Es gibt einen komplett digitalen Check-in und den Türschlüssel aufs Handy. „Wir haben“, sagt Christine Haase, „im ganzen Haus eine Online-Schließanlage. Wir selbst können von zu Hause alle Schlösser online bedienen.“
Möblierte Zwei-Raum-Apartments mit 50 Quadratmetern
Mit den 33 Einheiten vom Studio mit 30 Quadratmetern bis zum Zwei-Raum-Apartment mit 50 Quadratmetern stehen für die Unternehmensgründer vor allem Geschäftsreisende im Fokus, die für einen langfristigen Aufenthalt bis zu einem halben Jahr ein voll möbliertes Apartment mit Küche und alltäglichen Utensilien suchen. Auch Berufspendler und Studierende soll das Angebot ansprechen. Touristen sind ebenfalls willkommen, sie bleiben allerdings in der Regel nur wenige Tage.

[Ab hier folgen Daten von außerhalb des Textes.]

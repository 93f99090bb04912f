/*
[INPUT]:  Error sources (HTTP transport, unexpected status codes, serialization, URLs)
[OUTPUT]: Structured per-operation error types carrying the server's response text
[POS]:    Error handling layer - unified error types for entire crate
[UPDATE]: When adding new operations or improving error messages
*/

use reqwest::StatusCode;
use thiserror::Error;

/// Main error type for the task API client
#[derive(Error, Debug)]
pub enum TaskApiError {
    /// Listing or searching tasks failed (transport or non-success status)
    #[error("Failed to fetch tasks: {message}")]
    Fetch { status: Option<u16>, message: String },

    /// Server did not answer a create with 201 Created
    #[error("Failed to create task: {status} - {body}")]
    Create { status: u16, body: String },

    /// Server rejected an update
    #[error("Failed to update task: {status} - {body}")]
    Update { status: u16, body: String },

    /// Server did not answer a delete with 204 No Content
    #[error("Failed to delete task: {status} - {body}")]
    Delete { status: u16, body: String },

    /// Server rejected a run request
    #[error("Command execution failed: {status} - {body}")]
    Run { status: u16, body: String },

    /// HTTP request failed before a response arrived
    #[error("HTTP request failed: {0}")]
    Http(#[from] reqwest::Error),

    /// Serialization/deserialization failed
    #[error("Serialization error: {0}")]
    Serialization(#[from] serde_json::Error),

    /// URL parsing failed
    #[error("Invalid URL: {0}")]
    UrlParse(#[from] url::ParseError),

    /// Configuration error
    #[error("Configuration error: {0}")]
    Config(String),

    /// Task has not been assigned an id by the server yet
    #[error("Task has no server-assigned id")]
    MissingId,
}

impl TaskApiError {
    /// HTTP status code reported by the server, if any
    pub fn status(&self) -> Option<u16> {
        match self {
            TaskApiError::Fetch { status, .. } => *status,
            TaskApiError::Create { status, .. }
            | TaskApiError::Update { status, .. }
            | TaskApiError::Delete { status, .. }
            | TaskApiError::Run { status, .. } => Some(*status),
            TaskApiError::Http(err) => err.status().map(|status| status.as_u16()),
            _ => None,
        }
    }

    /// Check if the server answered 404 Not Found
    pub fn is_not_found(&self) -> bool {
        self.status() == Some(StatusCode::NOT_FOUND.as_u16())
    }

    /// Wrap a transport failure of a list/search call
    pub(crate) fn fetch_transport(err: reqwest::Error) -> Self {
        TaskApiError::Fetch {
            status: err.status().map(|status| status.as_u16()),
            message: err.to_string(),
        }
    }

    /// Wrap a non-success status of a list/search call
    pub(crate) fn fetch_status(status: StatusCode) -> Self {
        TaskApiError::Fetch {
            status: Some(status.as_u16()),
            message: format!("unexpected status {status}"),
        }
    }
}

/// Result type alias for task API operations
pub type Result<T> = std::result::Result<T, TaskApiError>;
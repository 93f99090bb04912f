/*
[INPUT]:  Current tab
[OUTPUT]: Tab bar rendered into Ratatui frame
[POS]:    TUI UI tab bar
[UPDATE]: When adding or renaming tabs
*/

use ratatui::text::Line;
use ratatui::widgets::{Block, Borders, Tabs};

use crate::tui::app::Tab;
use crate::tui::runtime::{border_style, header_style};

pub(in crate::tui) fn draw_tabs(
    frame: &mut ratatui::Frame,
    area: ratatui::layout::Rect,
    current_tab: Tab,
) {
    let titles = vec![
        Line::from("Dashboard"),
        Line::from("Output"),
        Line::from("Logs"),
    ];
    let selected = match current_tab {
        Tab::Dashboard => 0,
        Tab::Output => 1,
        Tab::Logs => 2,
    };

    let tabs = Tabs::new(titles)
        .block(
            Block::default()
                .borders(Borders::ALL)
                .border_style(border_style())
                .title("Tabs"),
        )
        .highlight_style(header_style())
        .select(selected);

    frame.render_widget(tabs, area);
}
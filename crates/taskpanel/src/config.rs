/*
[INPUT]:  YAML configuration file (optional)
[OUTPUT]: Parsed dashboard configuration with defaults
[POS]:    Configuration layer - API endpoint, UI and logging settings
[UPDATE]: When adding new configuration options
*/

use std::path::{Path, PathBuf};
use std::time::Duration;

use anyhow::Context;
use serde::{Deserialize, Serialize};
use taskpanel_client::{ClientConfig, DEFAULT_BASE_URL};

use crate::listing::DEFAULT_PAGE_SIZE;

/// Top-level configuration for the dashboard
#[derive(Debug, Clone, Default, Deserialize, Serialize)]
pub struct DashboardConfig {
    #[serde(default)]
    pub api: ApiConfig,
    #[serde(default)]
    pub ui: UiConfig,
    #[serde(default)]
    pub log: LogConfig,
}

/// Where the task API lives and how long to wait for it
#[derive(Debug, Clone, Deserialize, Serialize)]
pub struct ApiConfig {
    #[serde(default = "default_base_url")]
    pub base_url: String,
    /// Whole-request timeout; none when absent
    #[serde(default)]
    pub timeout_secs: Option<u64>,
    #[serde(default)]
    pub connect_timeout_secs: Option<u64>,
}

impl Default for ApiConfig {
    fn default() -> Self {
        Self {
            base_url: default_base_url(),
            timeout_secs: None,
            connect_timeout_secs: None,
        }
    }
}

impl ApiConfig {
    pub fn client_config(&self) -> ClientConfig {
        ClientConfig {
            timeout: self.timeout_secs.map(Duration::from_secs),
            connect_timeout: self.connect_timeout_secs.map(Duration::from_secs),
        }
    }
}

#[derive(Debug, Clone, Deserialize, Serialize)]
pub struct UiConfig {
    #[serde(default = "default_page_size")]
    pub page_size: usize,
    #[serde(default = "default_tick_millis")]
    pub tick_millis: u64,
}

impl Default for UiConfig {
    fn default() -> Self {
        Self {
            page_size: default_page_size(),
            tick_millis: default_tick_millis(),
        }
    }
}

impl UiConfig {
    pub fn tick_interval(&self) -> Duration {
        Duration::from_millis(self.tick_millis.max(10))
    }
}

#[derive(Debug, Clone, Deserialize, Serialize)]
pub struct LogConfig {
    #[serde(default = "default_log_level")]
    pub level: String,
    /// Daily-rolling log file; logs stay in memory/stderr when absent
    #[serde(default)]
    pub file: Option<PathBuf>,
}

impl Default for LogConfig {
    fn default() -> Self {
        Self {
            level: default_log_level(),
            file: None,
        }
    }
}

fn default_base_url() -> String {
    DEFAULT_BASE_URL.to_string()
}

fn default_page_size() -> usize {
    DEFAULT_PAGE_SIZE
}

fn default_tick_millis() -> u64 {
    250
}

fn default_log_level() -> String {
    "info".to_string()
}

impl DashboardConfig {
    /// Load configuration from a YAML file
    pub fn from_file(path: &Path) -> anyhow::Result<Self> {
        let content = std::fs::read_to_string(path)
            .with_context(|| format!("read config {}", path.display()))?;
        Self::from_yaml(&content)
    }

    pub fn from_yaml(content: &str) -> anyhow::Result<Self> {
        let config: Self = serde_yaml::from_str(content).context("parse config yaml")?;
        Ok(config)
    }

    /// Explicit path must load; the default path may be missing.
    pub fn load(explicit: Option<&Path>) -> anyhow::Result<Self> {
        if let Some(path) = explicit {
            return Self::from_file(path);
        }
        match default_config_path() {
            Some(path) if path.exists() => Self::from_file(&path),
            _ => Ok(Self::default()),
        }
    }
}

/// `<config_dir>/taskpanel/config.yaml`
pub fn default_config_path() -> Option<PathBuf> {
    dirs::config_dir().map(|dir| dir.join("taskpanel").join("config.yaml"))
}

Falk Haase betreibt die PM-AM Apartments am Wall. Mit seiner Frau Christine hat der 43-jährige Betriebswirt das Unternehmen gegründet und sich auch von der Corona-Krise nicht beirren lassen. „Die Nachfrage von Langzeit-Gästen wird da sein“, ist er überzeugt. © Peter Wulle
„Wir merken, dass die Nachfrage jetzt langsam anzieht. Ende Juli war bei uns erst eine Buchung eingegangen, aber jetzt haben wir Ende August eine Auslastung von 70 Prozent“, sagt Falk Haase. Und die Erleichterung ist ihm anzumerken. Schließlich ist das Ganze sein „Baby“.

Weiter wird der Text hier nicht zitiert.